When I returned home after a morning of running
errands, I received an automated message that simply informed me the school was on precautionary lockdown due to criminal activity in the area. All children
safe and accounted for. I decided to stick close to home until I heard back, but
was not particularly worried. Then I received a second automated call. This
time the principal’s voice contained a hint of distress. She said the school
was again on lockdown as police tried to apprehend a suspect who had shot an
officer and barricaded himself into a nearby house. All children were being
kept away from windows.
Now I was worried.
While trying to find out what was happening , I learned
about the bombings in Boston. What if the guy near the school had explosives
and intended to blow up the house, and himself, in close proximity to my
babies. He had killed a pregnant woman and tried to kill a cop. This is Texas.
His life is over.
I paced as I waited for a third call. It came.
Lockdown still in place.
Live web
footage showed dozens of cop cars blocking off a familiar street. I knew
exactly where they were. If disaster happened, the auditorium side of the
school would bear the brunt of it. My second grader’s classroom is
uncomfortably close. I prayed she was being kept in the gym.
Photo by Deborah Downes |
When the lockdown lifted for dismissal it was like
driving into a war zone. Police cars everywhere. Checkpoints. Frantic parents
approaching on foot only to be turned away. Harried teachers and children
standing in organized clumps on the lawn in front of the school. News cameras
recorded everything from across the street. They’re like buzzards waiting for
carnage, I thought. Thankfully, they got none.

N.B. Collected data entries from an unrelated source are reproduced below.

// Copyright (c) 2025 Geoffrey Huntley <ghuntley@ghuntley.com>. All rights reserved.
// SPDX-License-Identifier: Proprietary

use std::fmt;

use serde::{Serialize, Serializer};

use crate::ast::CompareOp;

/// A lexical unit of a filter expression. Every token sequence produced by
/// [`crate::tokenize`] ends with exactly one [`Token::EndOfInput`].
#[derive(Debug, Clone, PartialEq, Serialize)]
#[serde(tag = "type", content = "value")]
pub enum Token {
	Identifier(String),
	Dot,
	Operator(Operator),
	LogicalOperator(LogicalOperator),
	String(String),
	Number(f64),
	Boolean(bool),
	Null,
	OpenParen,
	CloseParen,
	OpenBracket,
	CloseBracket,
	EndOfInput,
}

impl Token {
	pub fn kind(&self) -> TokenKind {
		match self {
			Token::Identifier(_) => TokenKind::Identifier,
			Token::Dot => TokenKind::Dot,
			Token::Operator(_) => TokenKind::Operator,
			Token::LogicalOperator(_) => TokenKind::LogicalOperator,
			Token::String(_) => TokenKind::String,
			Token::Number(_) => TokenKind::Number,
			Token::Boolean(_) => TokenKind::Boolean,
			Token::Null => TokenKind::Null,
			Token::OpenParen => TokenKind::OpenParen,
			Token::CloseParen => TokenKind::CloseParen,
			Token::OpenBracket => TokenKind::OpenBracket,
			Token::CloseBracket => TokenKind::CloseBracket,
			Token::EndOfInput => TokenKind::EndOfInput,
		}
	}
}

/// Payload-free discriminant of a [`Token`], used in error reports.
#[derive(Debug, Clone, Copy, PartialEq, Eq, Hash, Serialize)]
pub enum TokenKind {
	Identifier,
	Dot,
	Operator,
	LogicalOperator,
	String,
	Number,
	Boolean,
	Null,
	OpenParen,
	CloseParen,
	OpenBracket,
	CloseBracket,
	EndOfInput,
}

impl fmt::Display for TokenKind {
	fn fmt(&self, f: &mut fmt::Formatter<'_>) -> fmt::Result {
		let name = match self {
			TokenKind::Identifier => "identifier",
			TokenKind::Dot => "'.'",
			TokenKind::Operator => "operator",
			TokenKind::LogicalOperator => "logical operator",
			TokenKind::String => "string",
			TokenKind::Number => "number",
			TokenKind::Boolean => "boolean",
			TokenKind::Null => "null",
			TokenKind::OpenParen => "'('",
			TokenKind::CloseParen => "')'",
			TokenKind::OpenBracket => "'['",
			TokenKind::CloseBracket => "']'",
			TokenKind::EndOfInput => "end of input",
		};
		f.write_str(name)
	}
}

/// Attribute operator keyword: one of the value comparisons or `pr`.
#[derive(Debug, Clone, Copy, PartialEq, Eq, Hash)]
pub enum Operator {
	Compare(CompareOp),
	Present,
}

impl Operator {
	pub fn from_keyword(word: &str) -> Option<Self> {
		if word == "pr" {
			return Some(Operator::Present);
		}
		CompareOp::from_keyword(word).map(Operator::Compare)
	}

	pub fn as_str(self) -> &'static str {
		match self {
			Operator::Compare(op) => op.as_str(),
			Operator::Present => "pr",
		}
	}
}

impl fmt::Display for Operator {
	fn fmt(&self, f: &mut fmt::Formatter<'_>) -> fmt::Result {
		f.write_str(self.as_str())
	}
}

impl Serialize for Operator {
	fn serialize<S: Serializer>(&self, serializer: S) -> Result<S::Ok, S::Error> {
		serializer.serialize_str(self.as_str())
	}
}

#[derive(Debug, Clone, Copy, PartialEq, Eq, Hash, Serialize)]
#[serde(rename_all = "lowercase")]
pub enum LogicalOperator {
	And,
	Or,
	Not,
}

impl LogicalOperator {
	pub fn from_keyword(word: &str) -> Option<Self> {
		match word {
			"and" => Some(LogicalOperator::And),
			"or" => Some(LogicalOperator::Or),
			"not" => Some(LogicalOperator::Not),
			_ => None,
		}
	}

	pub fn as_str(self) -> &'static str {
		match self {
			LogicalOperator::And => "and",
			LogicalOperator::Or => "or",
			LogicalOperator::Not => "not",
		}
	}
}

impl fmt::Display for LogicalOperator {
	fn fmt(&self, f: &mut fmt::Formatter<'_>) -> fmt::Result {
		f.write_str(self.as_str())
	}
}
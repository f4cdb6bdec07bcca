// Copyright (c) 2025 Geoffrey Huntley <ghuntley@ghuntley.com>. All rights reserved.
// SPDX-License-Identifier: Proprietary

//! scim-filter - inspect SCIM filter expressions
//!
//! Tokenizes and parses a filter, then prints the token sequence or the
//! resulting tree as JSON or canonical filter syntax.

mod config;
mod error;
mod render;

use std::io::{self, Read};
use std::path::PathBuf;
use std::process::ExitCode;

use anyhow::{Context, Result};
use clap::Parser;
use tracing::debug;
use tracing_subscriber::EnvFilter;

use loom_scim_filter::{parse_with_limits, tokenize, Filter, FilterError, ParseLimits, Token};

use config::{default_sources, load_limits, CliOverrides};

#[derive(clap::ValueEnum, Clone, Copy, Debug, Default, PartialEq, Eq)]
enum OutputFormat {
	/// Compact JSON
	Json,
	/// Indented JSON
	#[default]
	Pretty,
	/// Filter syntax (or a token table with --tokens)
	Canonical,
}

/// Parse a SCIM filter expression and print the result
#[derive(Parser, Debug)]
#[command(name = "scim-filter", version, about, long_about = None)]
struct Args {
	/// Filter expression; read from stdin when omitted or "-"
	filter: Option<String>,

	/// Path to configuration file (default: ./scim-filter.toml if present)
	#[arg(short, long)]
	config: Option<PathBuf>,

	/// Maximum filter length in characters
	#[arg(long)]
	max_input_length: Option<usize>,

	/// Maximum nesting of groups and value paths
	#[arg(long)]
	max_depth: Option<usize>,

	/// Maximum height of the filter tree
	#[arg(long)]
	max_height: Option<usize>,

	/// Print the token sequence instead of the filter tree
	#[arg(long)]
	tokens: bool,

	/// Output format
	#[arg(short, long, value_enum, default_value_t = OutputFormat::Pretty)]
	format: OutputFormat,

	/// Enable debug logging
	#[arg(short, long)]
	verbose: bool,
}

impl From<&Args> for CliOverrides {
	fn from(args: &Args) -> Self {
		Self {
			max_input_length: args.max_input_length,
			max_depth: args.max_depth,
			max_height: args.max_height,
		}
	}
}

fn main() -> Result<ExitCode> {
	let args = Args::parse();
	init_tracing(args.verbose);

	let limits = load_limits(default_sources(args.config.clone(), CliOverrides::from(&args)))
		.context("failed to load configuration")?;

	let input = read_filter(args.filter.as_deref())?;
	debug!(length = input.chars().count(), "read filter");

	match run(&args, &input, &limits) {
		Ok(parsed) => {
			let output =
				render_output(&parsed, args.format).context("failed to serialize output")?;
			println!("{output}");
			Ok(ExitCode::SUCCESS)
		}
		Err(e) => {
			eprint!("{}", render::error_report(&input, &e));
			Ok(ExitCode::FAILURE)
		}
	}
}

fn init_tracing(verbose: bool) {
	let default_level = if verbose { "debug" } else { "warn" };
	tracing_subscriber::fmt()
		.with_env_filter(
			EnvFilter::try_from_default_env().unwrap_or_else(|_| EnvFilter::new(default_level)),
		)
		.with_writer(io::stderr)
		.init();
}

fn read_filter(arg: Option<&str>) -> Result<String> {
	match arg {
		Some(filter) if filter != "-" => Ok(filter.to_string()),
		_ => {
			let mut buf = String::new();
			io::stdin()
				.read_to_string(&mut buf)
				.context("failed to read filter from stdin")?;
			Ok(trim_line_ending(&buf).to_string())
		}
	}
}

fn trim_line_ending(s: &str) -> &str {
	s.strip_suffix("\r\n")
		.or_else(|| s.strip_suffix('\n'))
		.unwrap_or(s)
}

/// What a successful run prints.
#[derive(Debug, PartialEq)]
enum Parsed {
	Tokens(Vec<Token>),
	Filter(Filter),
}

/// Tokenize and, unless only tokens were asked for, parse the filter.
fn run(args: &Args, input: &str, limits: &ParseLimits) -> Result<Parsed, FilterError> {
	limits.check_length(input)?;

	let tokens = tokenize(input)?;
	if args.tokens {
		return Ok(Parsed::Tokens(tokens));
	}
	Ok(Parsed::Filter(parse_with_limits(&tokens, limits)?))
}

fn render_output(parsed: &Parsed, format: OutputFormat) -> serde_json::Result<String> {
	match (parsed, format) {
		(Parsed::Tokens(tokens), OutputFormat::Canonical) => {
			Ok(render::token_table(tokens).trim_end().to_string())
		}
		(Parsed::Filter(filter), OutputFormat::Canonical) => Ok(filter.to_string()),
		(Parsed::Tokens(tokens), format) => to_json(tokens, format),
		(Parsed::Filter(filter), format) => to_json(filter, format),
	}
}

fn to_json<T: serde::Serialize>(value: &T, format: OutputFormat) -> serde_json::Result<String> {
	if format == OutputFormat::Pretty {
		serde_json::to_string_pretty(value)
	} else {
		serde_json::to_string(value)
	}
}
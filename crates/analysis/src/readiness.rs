//! Per-scope backend readiness.

use std::sync::Arc;

use arc_swap::ArcSwap;
use rustc_hash::FxHashMap;
use sonde_primitives::ScopeId;

type ReadyMap = FxHashMap<ScopeId, bool>;

/// Map from configuration scope to a ready flag.
///
/// Reads are wait-free loads of an immutable snapshot; writes publish a new
/// snapshot with a compare-and-swap loop. Unknown scopes are not ready.
#[derive(Debug, Default)]
pub struct ReadinessCache {
	snap: ArcSwap<ReadyMap>,
}

impl ReadinessCache {
	pub fn new() -> Self {
		Self::default()
	}

	/// Stores the flag and returns the previous value.
	pub fn set_ready(&self, scope: &ScopeId, ready: bool) -> bool {
		loop {
			let old = self.snap.load_full();
			let previous = old.get(scope).copied().unwrap_or(false);
			if previous == ready && old.contains_key(scope) {
				return previous;
			}
			let mut next = ReadyMap::clone(&old);
			next.insert(scope.clone(), ready);
			let prev = self.snap.compare_and_swap(&old, Arc::new(next));
			if Arc::ptr_eq(&prev, &old) {
				tracing::debug!(scope = %scope, ready, "readiness.set");
				return previous;
			}
		}
	}

	pub fn is_ready(&self, scope: &ScopeId) -> bool {
		self.snap.load().get(scope).copied().unwrap_or(false)
	}

	/// Returns the first scope in `scopes` that is not ready.
	pub fn first_not_ready<'a>(&self, scopes: impl IntoIterator<Item = &'a ScopeId>) -> Option<&'a ScopeId> {
		let snap = self.snap.load();
		scopes.into_iter().find(|scope| !snap.get(*scope).copied().unwrap_or(false))
	}

	/// Forgets a scope entirely.
	pub fn remove(&self, scope: &ScopeId) {
		self.snap.rcu(|old| {
			let mut next = ReadyMap::clone(old);
			next.remove(scope);
			next
		});
	}
}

My second grader told me she had spent
four-and-a-half hours sitting “criss-cross applesauce” on the floor. She was told
to hunch down and stay silent. The kids didn’t know what was going on, only
that it was not a drill. She did not want to be left alone when she got home,
and her legs hurt from being still so long, but was fine after being assured
she’d never been in danger and that the bad guy was in jail.
My sixth grader had it far worse. The murder scene
was visible from her classroom window. She chose not to look when she saw
police cars surrounding the home, but a few of her classmates reported seeing a
bloodied woman being loaded into an ambulance. Worse, those kids knew the woman
was the mother of one of their friends, a boy in the next classroom over. He
had already lost his father in Iraq.
Photo by Deborah Downes |
My daughter’s teacher was understandably distraught,
likely because the faculty and administration communicated over e-mail. She would
have known the woman had died and that police had come to take her son away.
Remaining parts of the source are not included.